'''

#[cfg(test)]
mod tests {
    use super::*;
    use std::fs;

    // ==========================================================================
    // VIEW BUILDER TESTS
    // ==========================================================================
    //
    // panel_view and compare_view are the whole request pipeline minus the
    // socket: parse the tokens, resolve the clips, render the fragment. They
    // run here against a scratch directory; the accept loop above them is
    // thin enough to leave to manual runs.
    // ==========================================================================

    fn scratch_dir(tag: &str) -> PathBuf {
        let dir = std::env::temp_dir().join(format!(
            "speiglass_serve_{}_{}",
            tag,
            std::process::id()
        ));
        let _ = fs::remove_dir_all(&dir);
        fs::create_dir_all(&dir).expect("create scratch dir");
        dir
    }

    fn panel(species: &str, month: &str) -> PanelParams {
        PanelParams { species: species.to_string(), month: month.to_string() }
    }

    fn compare(left: &str, right: &str, month: &str) -> CompareParams {
        CompareParams {
            left: left.to_string(),
            right: right.to_string(),
            month: month.to_string(),
        }
    }

    #[test]
    fn test_panel_view_with_present_clip() {
        let dir = scratch_dir("panel_present");
        fs::write(dir.join("bird3_01.mp4"), b"clip").unwrap();

        let view = panel_view(&dir, &panel("bird3", "01")).expect("valid tokens");
        assert_eq!(view.species_name, "쇠백로");
        assert_eq!(view.month_label, "1월");
        assert_eq!(view.finding.sensitivity, "매우 높음");
        assert_eq!(view.finding.correlation, "강한 양의 상관");
        assert!(view.authored);
        assert!(view.video.present);
        assert!(view.html.contains("/videos/bird3_01.mp4"));

        let _ = fs::remove_dir_all(&dir);
    }

    #[test]
    fn test_panel_view_missing_clip_is_an_advisory_not_an_error() {
        let dir = scratch_dir("panel_missing");

        let view = panel_view(&dir, &panel("bird4", "11")).expect("missing clip still renders");
        assert!(!view.video.present);
        assert!(view.html.contains("missing-asset"));
        assert!(view.html.contains("bird4_11.mp4"));
        // Commentary still shows: bird4/11 has no authored entry
        assert_eq!(view.finding.summary, "특이 사항 없음.");
        assert!(!view.authored);

        let _ = fs::remove_dir_all(&dir);
    }

    #[test]
    fn test_panel_view_rejects_unknown_tokens() {
        let dir = scratch_dir("panel_bad");

        let err = panel_view(&dir, &panel("bird9", "01")).expect_err("no such species");
        assert!(err.contains("bird9"));

        let err = panel_view(&dir, &panel("bird1", "05")).expect_err("no footage for May");
        assert!(err.contains("05"));

        let _ = fs::remove_dir_all(&dir);
    }

    #[test]
    fn test_compare_view_embeds_both_sides() {
        let dir = scratch_dir("compare_ok");
        fs::write(dir.join("bird3_02.mp4"), b"left").unwrap();
        fs::write(dir.join("bird2_02.mp4"), b"right").unwrap();

        let view = compare_view(&dir, &compare("bird3", "bird2", "02")).expect("both present");
        assert_eq!(view.html.matches("data:video/mp4;base64,").count(), 2);
        assert!(view.left.present && view.right.present);
        assert_eq!(view.month_label, "2월");

        let _ = fs::remove_dir_all(&dir);
    }

    #[test]
    fn test_compare_view_fails_whole_when_one_side_missing() {
        let dir = scratch_dir("compare_missing");
        fs::write(dir.join("bird3_02.mp4"), b"left only").unwrap();

        let err = compare_view(&dir, &compare("bird3", "bird2", "02"))
            .expect_err("right side missing");
        assert!(err.contains("bird2_02.mp4"), "notice names the missing file: {}", err);

        let _ = fs::remove_dir_all(&dir);
    }

    #[test]
    fn test_compare_params_default_to_the_marquee_comparison() {
        let params: CompareParams =
            serde_urlencoded::from_str("").expect("all fields carry defaults");
        assert_eq!(params.left, "bird3");
        assert_eq!(params.right, "bird2");
        assert_eq!(params.month, "01");
    }

    #[test]
    fn test_panel_params_require_both_fields() {
        assert!(serde_urlencoded::from_str::<PanelParams>("species=bird1&month=10").is_ok());
        assert!(serde_urlencoded::from_str::<PanelParams>("species=bird1").is_err());
        assert!(serde_urlencoded::from_str::<PanelParams>("").is_err());
    }

    // ==========================================================================
    // EMBEDDED PAGE TESTS
    // ==========================================================================
    //
    // The UI ships inside the binary. These assertions keep the page and the
    // API from drifting apart: every control the dispatcher depends on has
    // to exist in the markup the server actually serves.
    // ==========================================================================

    #[test]
    fn test_ui_lists_every_species_and_month() {
        for code in ["bird1", "bird2", "bird3", "bird4"] {
            assert!(UI_HTML.contains(code), "UI should know species {}", code);
        }
        for token in ["\"01\"", "\"02\"", "\"03\"", "\"10\"", "\"11\"", "\"12\""] {
            assert!(UI_HTML.contains(token), "UI should know month token {}", token);
        }
        for name in ["괭이갈매기", "흰뺨검둥오리", "쇠백로", "왜가리"] {
            assert!(UI_HTML.contains(name), "UI should label tab {}", name);
        }
    }

    #[test]
    fn test_ui_calls_the_three_api_routes() {
        assert!(UI_HTML.contains("/api/panel"));
        assert!(UI_HTML.contains("/api/compare"));
        assert!(UI_HTML.contains("/api/library"));
    }

    #[test]
    fn test_ui_carries_the_injection_placeholder() {
        assert!(UI_HTML.contains("{{ASSET_DIR}}"));
    }

    #[test]
    fn test_ui_has_the_view_controls() {
        // Month radios for the species panels, a comparison tab with two
        // species dropdowns, the shared month slider, and the trigger button
        assert!(UI_HTML.contains("type=\"radio\""));
        assert!(UI_HTML.contains("종 간 비교"));
        assert!(UI_HTML.contains("id=\"compare-left\""));
        assert!(UI_HTML.contains("id=\"compare-right\""));
        assert!(UI_HTML.contains("id=\"compare-month\""));
        assert!(UI_HTML.contains("type=\"range\""));
        assert!(UI_HTML.contains("id=\"compare-run\""));
        assert!(UI_HTML.contains("동시 재생"));
    }

    #[test]
    fn test_video_route_whitelist_rejects_non_convention_names() {
        // The same parse the route uses; a name that fails here 404s
        assert!(library::parse_file_name("bird1_01.mp4").is_some());
        assert!(library::parse_file_name("../../etc/passwd").is_none());
        assert!(library::parse_file_name("bird1_01.mp4/..").is_none());
        assert!(library::parse_file_name("bird1_13.mp4").is_none());
    }
}
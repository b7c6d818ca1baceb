//! Inline HTML renderers for the video panels
//!
//! The species panels stream their clip from the `/videos/` route and play it
//! with normal controls. The comparison panel is different: the whole point
//! is that both clips start rendering in the same browser paint cycle, and
//! two independently-fetched streams never do. The closest a static page
//! gets is one fragment whose two `<video>` elements carry the full file
//! bytes as base64 data URIs with `autoplay muted loop` - the browser has
//! everything in hand before either element exists, so both start together.
//!
//! This is approximate synchronization, not a clock: there is no frame-level
//! negotiation between the two streams, and none is attempted.
//!
//! Every value interpolated into a fragment comes from the closed
//! species/month sets or from base64 output; nothing user-typed reaches the
//! markup, so the renderers do no escaping.

use crate::library::VideoAsset;
use base64::engine::general_purpose::STANDARD;
use base64::Engine;
use std::fmt;
use std::fs;
use std::io;

/// Why a dual render could not be produced.
///
/// Either failure kills the whole fragment: the comparison view shows an
/// "assets unavailable" notice rather than one clip playing against a hole.
#[derive(Debug)]
pub enum EmbedError {
    /// The expected clip is not on disk.
    Missing { file_name: String },
    /// The clip exists but could not be read.
    Unreadable { file_name: String, source: io::Error },
}

impl fmt::Display for EmbedError {
    fn fmt(&self, f: &mut fmt::Formatter<'_>) -> fmt::Result {
        match self {
            EmbedError::Missing { file_name } => {
                write!(f, "영상 파일이 없습니다: {}", file_name)
            }
            EmbedError::Unreadable { file_name, source } => {
                write!(f, "영상 파일을 읽을 수 없습니다: {} ({})", file_name, source)
            }
        }
    }
}

impl std::error::Error for EmbedError {
    fn source(&self) -> Option<&(dyn std::error::Error + 'static)> {
        match self {
            EmbedError::Missing { .. } => None,
            EmbedError::Unreadable { source, .. } => Some(source),
        }
    }
}

/// Read a clip fully and wrap it as a `data:video/mp4;base64,…` URI.
pub fn data_uri(asset: &VideoAsset) -> Result<String, EmbedError> {
    let bytes = fs::read(&asset.path).map_err(|e| {
        if e.kind() == io::ErrorKind::NotFound {
            EmbedError::Missing {
                file_name: asset.file_name.clone(),
            }
        } else {
            EmbedError::Unreadable {
                file_name: asset.file_name.clone(),
                source: e,
            }
        }
    })?;
    Ok(format!("data:video/mp4;base64,{}", STANDARD.encode(bytes)))
}

/// One fragment, two embedded clips, simultaneous autoplay start.
///
/// Reads both files fully into memory. If either is missing or unreadable
/// the whole emission fails - no partial pair is ever returned.
pub fn side_by_side(left: &VideoAsset, right: &VideoAsset) -> Result<String, EmbedError> {
    // Fail on a missing side before reading anything, so the error names the
    // file a content author needs to supply.
    for asset in [left, right] {
        if !asset.present {
            return Err(EmbedError::Missing {
                file_name: asset.file_name.clone(),
            });
        }
    }

    let left_uri = data_uri(left)?;
    let right_uri = data_uri(right)?;

    Ok(format!(
        r#"<div class="dual-wrap">
  <figure class="dual-cell">
    <video autoplay muted loop playsinline src="{left_uri}"></video>
    <figcaption>{left_name} · {left_month}</figcaption>
  </figure>
  <figure class="dual-cell">
    <video autoplay muted loop playsinline src="{right_uri}"></video>
    <figcaption>{right_name} · {right_month}</figcaption>
  </figure>
</div>"#,
        left_uri = left_uri,
        left_name = left.species_name,
        left_month = left.month_label,
        right_uri = right_uri,
        right_name = right.species_name,
        right_month = right.month_label,
    ))
}

/// Panel body for one species view.
///
/// A streaming `<video>` when the clip is on disk, an advisory naming the
/// expected file otherwise. Total - a missing clip is a displayed outcome,
/// not an error.
pub fn single_panel(asset: &VideoAsset) -> String {
    if asset.present {
        format!(
            r#"<div class="panel-video">
  <video controls loop src="/videos/{file}"></video>
</div>"#,
            file = asset.file_name
        )
    } else {
        format!(
            r#"<div class="missing-asset">
  <p>영상 파일이 없습니다: <code>{file}</code></p>
  <p class="hint">자산 폴더에 위 이름으로 클립을 넣으면 바로 표시됩니다.</p>
</div>"#,
            file = asset.file_name
        )
    }
}

#[cfg(test)]
mod tests {
    use super::*;
    use crate::library::resolve;
    use crate::species::{Month, Species};
    use std::fs;
    use std::path::{Path, PathBuf};

    // ==========================================================================
    // DUAL RENDER TESTS
    // ==========================================================================
    //
    // The comparison fragment is the one place file bytes flow through this
    // crate. The property that matters: what goes in as a file comes out as
    // the same bytes after base64 decode - a corrupted payload plays as a
    // black rectangle with no error anywhere.
    //
    // The clips here are a few fake bytes. The renderer never inspects
    // content; existence and readability are the whole contract.
    // ==========================================================================

    fn scratch_dir(tag: &str) -> PathBuf {
        let dir = std::env::temp_dir().join(format!(
            "speiglass_embed_{}_{}",
            tag,
            std::process::id()
        ));
        let _ = fs::remove_dir_all(&dir);
        fs::create_dir_all(&dir).expect("create scratch dir");
        dir
    }

    fn write_clip(dir: &Path, name: &str, bytes: &[u8]) {
        fs::write(dir.join(name), bytes).expect("write fake clip");
    }

    #[test]
    fn test_side_by_side_embeds_exactly_two_sources() {
        let dir = scratch_dir("two_sources");
        write_clip(&dir, "bird3_02.mp4", b"left clip bytes");
        write_clip(&dir, "bird2_02.mp4", b"right clip bytes");

        let left = resolve(&dir, Species::LittleEgret, Month::Feb);
        let right = resolve(&dir, Species::SpotBilledDuck, Month::Feb);
        let html = side_by_side(&left, &right).expect("both clips present");

        assert_eq!(
            html.matches("data:video/mp4;base64,").count(),
            2,
            "exactly two embedded sources"
        );
        assert_eq!(html.matches("<video").count(), 2);
        assert!(html.contains("autoplay muted loop playsinline"));
        assert!(html.contains("쇠백로"));
        assert!(html.contains("흰뺨검둥오리"));

        let _ = fs::remove_dir_all(&dir);
    }

    #[test]
    fn test_embedded_payloads_survive_the_round_trip() {
        let dir = scratch_dir("round_trip");
        let left_bytes: Vec<u8> = (0u8..=255).collect();
        let right_bytes = b"\x00\x00\x00\x18ftypmp42 not a real clip".to_vec();
        write_clip(&dir, "bird3_02.mp4", &left_bytes);
        write_clip(&dir, "bird2_02.mp4", &right_bytes);

        let left = resolve(&dir, Species::LittleEgret, Month::Feb);
        let right = resolve(&dir, Species::SpotBilledDuck, Month::Feb);
        let html = side_by_side(&left, &right).expect("both clips present");

        // Pull each payload back out of its src attribute and decode it
        let payloads: Vec<Vec<u8>> = html
            .match_indices("data:video/mp4;base64,")
            .map(|(start, marker)| {
                let rest = &html[start + marker.len()..];
                let end = rest.find('"').expect("src attribute closes");
                STANDARD.decode(&rest[..end]).expect("payload decodes")
            })
            .collect();

        assert_eq!(payloads.len(), 2);
        assert_eq!(payloads[0], left_bytes, "left payload byte-identical");
        assert_eq!(payloads[1], right_bytes, "right payload byte-identical");

        let _ = fs::remove_dir_all(&dir);
    }

    #[test]
    fn test_missing_side_fails_the_whole_fragment() {
        let dir = scratch_dir("missing_side");
        write_clip(&dir, "bird3_02.mp4", b"only the left clip exists");

        let left = resolve(&dir, Species::LittleEgret, Month::Feb);
        let right = resolve(&dir, Species::SpotBilledDuck, Month::Feb);

        let err = side_by_side(&left, &right).expect_err("right side missing");
        match err {
            EmbedError::Missing { ref file_name } => {
                assert_eq!(file_name, "bird2_02.mp4", "error names the missing file");
            }
            other => panic!("expected Missing, got {:?}", other),
        }

        // Order should not matter: the missing side fails first either way
        let err = side_by_side(&right, &left).expect_err("left arg missing");
        assert!(err.to_string().contains("bird2_02.mp4"));

        let _ = fs::remove_dir_all(&dir);
    }

    #[test]
    fn test_clip_vanishing_between_resolve_and_read_is_reported_missing() {
        let dir = scratch_dir("vanishing");
        write_clip(&dir, "bird1_01.mp4", b"soon gone");
        write_clip(&dir, "bird2_01.mp4", b"stays");

        let left = resolve(&dir, Species::BlackTailedGull, Month::Jan);
        let right = resolve(&dir, Species::SpotBilledDuck, Month::Jan);
        assert!(left.present, "clip existed at resolve time");

        fs::remove_file(dir.join("bird1_01.mp4")).unwrap();
        let err = side_by_side(&left, &right).expect_err("left vanished");
        assert!(
            matches!(err, EmbedError::Missing { .. }),
            "a vanished clip is missing, not unreadable: {:?}",
            err
        );

        let _ = fs::remove_dir_all(&dir);
    }

    // ==========================================================================
    // SINGLE PANEL TESTS
    // ==========================================================================

    #[test]
    fn test_single_panel_streams_a_present_clip() {
        let dir = scratch_dir("single_present");
        write_clip(&dir, "bird1_10.mp4", b"clip");

        let asset = resolve(&dir, Species::BlackTailedGull, Month::Oct);
        let html = single_panel(&asset);

        assert!(html.contains(r#"src="/videos/bird1_10.mp4""#));
        assert!(html.contains("controls"));
        assert!(!html.contains("missing-asset"));

        let _ = fs::remove_dir_all(&dir);
    }

    #[test]
    fn test_single_panel_advisory_names_the_missing_file() {
        let dir = scratch_dir("single_missing");

        let asset = resolve(&dir, Species::GreyHeron, Month::Nov);
        let html = single_panel(&asset);

        assert!(html.contains("missing-asset"));
        assert!(
            html.contains("bird4_11.mp4"),
            "advisory must name the file a content author should supply"
        );
        assert!(!html.contains("<video"), "no player for a missing clip");

        let _ = fs::remove_dir_all(&dir);
    }

    #[test]
    fn test_embed_error_messages_name_the_file() {
        let missing = EmbedError::Missing {
            file_name: "bird2_03.mp4".to_string(),
        };
        assert!(missing.to_string().contains("bird2_03.mp4"));

        let unreadable = EmbedError::Unreadable {
            file_name: "bird2_03.mp4".to_string(),
            source: io::Error::new(io::ErrorKind::PermissionDenied, "denied"),
        };
        assert!(unreadable.to_string().contains("bird2_03.mp4"));
        assert!(std::error::Error::source(&unreadable).is_some());
    }
}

'''

# How to complete this task
Looking back over the listing above, how many lines include the word "notice"? Give the number and nothing more.

# Answer box
2